MyGRDC Application Vulnerability and Penetration Testing

⁠⁠⁠Background

GRDC is seeking proposals from qualified cybersecurity service providers to conduct end-to-end vulnerability and penetration testing for soon to be launched web enabled portal MyGRDC. The objective of this testing is to identify potential security weaknesses and vulnerabilities related to application design and code that could be exploited by malicious actors.

Scope

The scope of this project includes the following key components:

Grey Box Testing: The selected provider will perform grey box penetration testing, where they will be provided with limited information about the application, such as architecture documentation, user roles, and access levels, simulating an insider’s perspective while also testing like an external attacker.

Target Application: The testing will focus exclusively on the MyGRDC application which is a personalised web enabled search portal and its complimentary mobile applications for both iOS and Android platforms.

Testing Phases

A) Information Gathering: Utilising provided documentation and additional reconnaissance to understand the application’s architecture, user roles, and potential entry points.

B) Static Analysis: Reviewing the application’s codebase and as-built components to identify potential vulnerabilities such as insecure coding practices, improper input validation, and code flaws.

C) Dynamic Analysis: Testing the application in its operational environment to identify runtime vulnerabilities, including injection flaws, cross-site scripting (XSS), and session management issues. This should also include exposed backend API, Security misconfiguration and access control mechanics and enforcement

D) Exploitation: Attempting to exploit identified vulnerabilities to demonstrate the impact and potential risks associated with each vulnerability.  

E) Reporting: Providing a detailed report of findings, including vulnerabilities identified, evidence of exploitation, risk assessment, and recommended remediation steps. Ideally this should be in the format of issue mapping against OWASP Application Security Verification Standard (ASVS).

F) Alignment: Evaluation and assessment against broader cybersecurity and compliance frameworks such as the ASD Essential Eight guidelines.

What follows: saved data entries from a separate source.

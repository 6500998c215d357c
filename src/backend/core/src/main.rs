//! Folio Server - Main entry point

use std::net::SocketAddr;
use std::sync::Arc;

use anyhow::Context;
use axum::http::StatusCode;
use clap::Parser;
use folio_core::{
    api::{self, AppState, Pipeline},
    config::Config,
    error::{AlertNotifier, ErrorHandlerLayer, NoopNotifier, WebhookNotifier},
    middleware::{
        auth::Authenticator,
        logger::{self, ConsoleSink, ErrorRecordStore, LoggerLayer, TracingSink},
        rate_limit::{self, RateLimiter},
    },
    observability,
    store::{FsUploadStore, MemoryUserRepository, MemoryWorkRepository},
};
use regex::Regex;

#[derive(Debug, Parser)]
#[command(name = "folio-server", version, about = "Folio portfolio API server")]
struct Args {
    /// Configuration file (TOML); environment variables still override it
    #[arg(short, long, env = "FOLIO_CONFIG")]
    config: Option<String>,
}

#[tokio::main]
async fn main() -> anyhow::Result<()> {
    // Load environment variables
    dotenvy::dotenv().ok();
    let args = Args::parse();

    let config = match args.config.as_deref() {
        Some(path) => Config::from_file(path),
        None => Config::load(),
    }
    .context("Failed to load configuration")?;

    observability::init_logging(&config.logging)?;
    let metrics = observability::init_metrics()?;

    tracing::info!(version = env!("CARGO_PKG_VERSION"), "Starting Folio Server");

    let authenticator = Arc::new(Authenticator::new(config.jwt.auth_config())?);

    let rate_limiter = Arc::new(RateLimiter::new(config.rate_limit.limiter_config()));
    rate_limit::start_cleanup_task(rate_limiter.clone(), config.rate_limit.cleanup_interval);

    let error_records = Arc::new(ErrorRecordStore::new(config.logging.error_ttl));
    logger::start_purge_task(error_records.clone(), config.logging.error_ttl);

    let mut logger = LoggerLayer::new()
        .with_sink(Arc::new(TracingSink))
        .with_sink(error_records);
    if config.logging.console {
        logger = logger.with_sink(Arc::new(ConsoleSink::new(config.logging.utc_offset_hours)));
    }

    let notifier: Arc<dyn AlertNotifier> = match &config.alert.webhook_url {
        Some(url) => Arc::new(WebhookNotifier::new(url.clone(), config.alert.device_id.clone())?),
        None => Arc::new(NoopNotifier),
    };
    let alert_threshold = StatusCode::from_u16(config.alert.min_status)?;

    let pipeline = Pipeline {
        rate_limiter,
        logger,
        error_handler: ErrorHandlerLayer::new(notifier, alert_threshold),
        cors_allow_origin: Some(Regex::new(&config.server.cors_allow_origin)?),
        metrics: Some(metrics),
    };

    let state = AppState {
        users: Arc::new(MemoryUserRepository::new()),
        works: Arc::new(MemoryWorkRepository::new()),
        uploads: Arc::new(FsUploadStore::new(&config.upload.root)),
        authenticator,
        max_file_size: config.upload.max_file_size,
    };
    tracing::info!(root = %config.upload.root, "Upload store ready");

    let app = api::build_router(state, pipeline);

    let addr: SocketAddr = format!("{}:{}", config.server.host, config.server.port)
        .parse()
        .context("Invalid server address")?;
    tracing::info!(address = %addr, "Starting HTTP server");

    let listener = tokio::net::TcpListener::bind(addr).await?;

    axum::serve(
        listener,
        app.into_make_service_with_connect_info::<SocketAddr>(),
    )
    .with_graceful_shutdown(shutdown_signal())
    .await?;

    tracing::info!("Server shutdown complete");
    Ok(())
}

/// Wait for shutdown signal.
async fn shutdown_signal() {
    let ctrl_c = async {
        if let Err(e) = tokio::signal::ctrl_c().await {
            tracing::error!(error = %e, "Failed to install Ctrl+C handler");
            std::future::pending::<()>().await;
        }
    };

    #[cfg(unix)]
    let terminate = async {
        match tokio::signal::unix::signal(tokio::signal::unix::SignalKind::terminate()) {
            Ok(mut signal) => {
                signal.recv().await;
            }
            Err(e) => {
                tracing::error!(error = %e, "Failed to install signal handler");
                std::future::pending::<()>().await;
            }
        }
    };

    #[cfg(not(unix))]
    let terminate = std::future::pending::<()>();

    tokio::select! {
        _ = ctrl_c => {},
        _ = terminate => {},
    }

    tracing::info!("Shutdown signal received");
}
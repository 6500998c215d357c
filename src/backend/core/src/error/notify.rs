//! Push-style alerts for errors that operators should hear about.
//!
//! Delivery is fire-and-forget: the terminal handler spawns it and never waits.

use async_trait::async_trait;
use serde::{Deserialize, Serialize};
use std::sync::Arc;
use std::time::Duration;
use thiserror::Error;

/// Alert delivery failure. Logged, never surfaced to the client.
#[derive(Debug, Error)]
pub enum NotifyError {
    #[error("alert delivery failed: {0}")]
    Transport(#[from] reqwest::Error),

    #[error("alert endpoint answered {status}")]
    Rejected { status: u16 },
}

/// One alert.
#[derive(Debug, Clone, PartialEq, Eq, Serialize, Deserialize)]
pub struct Alert {
    pub title: String,
    pub text: String,
}

impl Alert {
    /// Alert for a failed request.
    pub fn for_request(method: &str, path: &str, status: u16, message: impl Into<String>) -> Self {
        Self {
            title: format!("Server Error on {method} {path} {status}"),
            text: message.into(),
        }
    }
}

/// Something that can deliver alerts.
#[async_trait]
pub trait AlertNotifier: Send + Sync {
    async fn notify(&self, alert: Alert) -> Result<(), NotifyError>;
}

/// Drops every alert.
#[derive(Debug, Default, Clone, Copy)]
pub struct NoopNotifier;

#[async_trait]
impl AlertNotifier for NoopNotifier {
    async fn notify(&self, _alert: Alert) -> Result<(), NotifyError> {
        Ok(())
    }
}

#[derive(Debug, Serialize)]
#[serde(rename_all = "camelCase")]
struct WebhookPayload<'a> {
    title: &'a str,
    text: &'a str,
    #[serde(skip_serializing_if = "Option::is_none")]
    device_id: Option<&'a str>,
}

/// Posts alerts as JSON to a push-notification webhook.
#[derive(Debug, Clone)]
pub struct WebhookNotifier {
    client: reqwest::Client,
    url: String,
    device_id: Option<String>,
}

impl WebhookNotifier {
    pub fn new(url: impl Into<String>, device_id: Option<String>) -> Result<Self, NotifyError> {
        let client = reqwest::Client::builder()
            .timeout(Duration::from_secs(5))
            .build()?;
        Ok(Self {
            client,
            url: url.into(),
            device_id,
        })
    }
}

#[async_trait]
impl AlertNotifier for WebhookNotifier {
    async fn notify(&self, alert: Alert) -> Result<(), NotifyError> {
        let payload = WebhookPayload {
            title: &alert.title,
            text: &alert.text,
            device_id: self.device_id.as_deref(),
        };

        let response = self.client.post(&self.url).json(&payload).send().await?;
        if !response.status().is_success() {
            return Err(NotifyError::Rejected {
                status: response.status().as_u16(),
            });
        }
        Ok(())
    }
}

/// Deliver an alert on a background task.
pub(crate) fn dispatch(notifier: Arc<dyn AlertNotifier>, alert: Alert) {
    tokio::spawn(async move {
        if let Err(e) = notifier.notify(alert).await {
            tracing::warn!(error = %e, "Failed to deliver error alert");
        }
    });
}
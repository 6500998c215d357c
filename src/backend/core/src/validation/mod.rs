//! Request payload validation.
//!
//! - **Payloads**: JSON bodies and multipart forms parsed into one [`Payload`]
//!   type, with [`FieldValue`] as the borrowed view rules operate on
//! - **Rules**: string, format, pattern and file checks, each carrying the
//!   message a client sees when it fails
//! - **Schemas**: ordered fields with ordered rules; the first violation wins
//! - **Layer**: [`ValidateLayer`] buffers and checks the body before the
//!   handler runs, and ends the request with a 400 on failure
//!
//! # Quick Start
//!
//! ```rust,ignore
//! use folio_core::validation::{non_empty, Email, FieldValidator, Schema, ValidateLayer};
//!
//! let signup = Schema::new()
//!     .field(FieldValidator::new("username").rule(non_empty("Username should be not empty")))
//!     .field(FieldValidator::new("email").rule(Email::new("Invalid email")));
//!
//! let app = Router::new()
//!     .route("/signup", post(signup_handler))
//!     .route_layer(ValidateLayer::new(signup));
//!
//! async fn signup_handler(payload: Payload) -> Result<Json<Token>> {
//!     let input: SignupInput = payload.into_json()?;
//!     // ...
//! }
//! ```

pub mod error;
pub mod layer;
pub mod rules;
pub mod validator;
pub mod value;

pub use error::{FieldError, ValidationError, ValidationErrorKind, ValidationResult};
pub use layer::{parse_payload, ValidateLayer, ValidateService, DEFAULT_BODY_LIMIT};
pub use rules::{
    format_binary_size, non_empty, Email, EmptyOr, ImageFile, IsFile, IsObject, IsString,
    MaxFileSize, MinLength, NonEmptyFile, Pattern, Url, ValidationRule,
};
pub use validator::{FieldValidator, Schema};
pub use value::{FieldValue, FormData, FormField, Payload, UploadedFile};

Requirements for Service Providers

To be considered for this project, service providers must meet the following requirements:

Experience: Proven experience in conducting vulnerability and penetration testing specifically for web or mobile applications, with a focus on application design and code vulnerabilities.

Certifications: At least one of the following certifications for team members conducting the testing: Certified Ethical Hacker (CEH), Offensive Security Certified Professional (OSCP), or equivalent.

Methodology: A clear methodology based on industry standards (e.g., OWASP Application Security Verification Standard for conducting application security assessments.

Tools and Techniques: Proficiency in the use of both commercial and open-source tools for static and dynamic analysis, as well as vulnerability scanning and exploitation.

Reporting Standards: Ability to provide comprehensive reports that are clear, actionable, and tailored to both technical and non-technical audiences.

Expected Outcome

A comprehensive completion of Grey Box Application testing for the MyGRDC end-to-end system build and functionality. Report will include a presentation to key business stakeholders.

Deliverables

The following deliverables are expected from the service provider:

A detailed testing plan outlining the approach, tools, and techniques to be used.

Preliminary findings report upon completion of the testing phase.

A final comprehensive report including:  

Executive summary and presentation   

Detailed findings and evidence, categorised by severity   

Risk ratings for each identified vulnerability   

Remediation recommendations, including secure coding practices and design improvements  

Suggested follow-up actions and retesting if necessary 

Estimated start date: Wednesday, 07 May 2025

Initial contract duration: 3 weeks

Extension term: Not applicable

Location of work: ACT

Working arrangements: Hybrid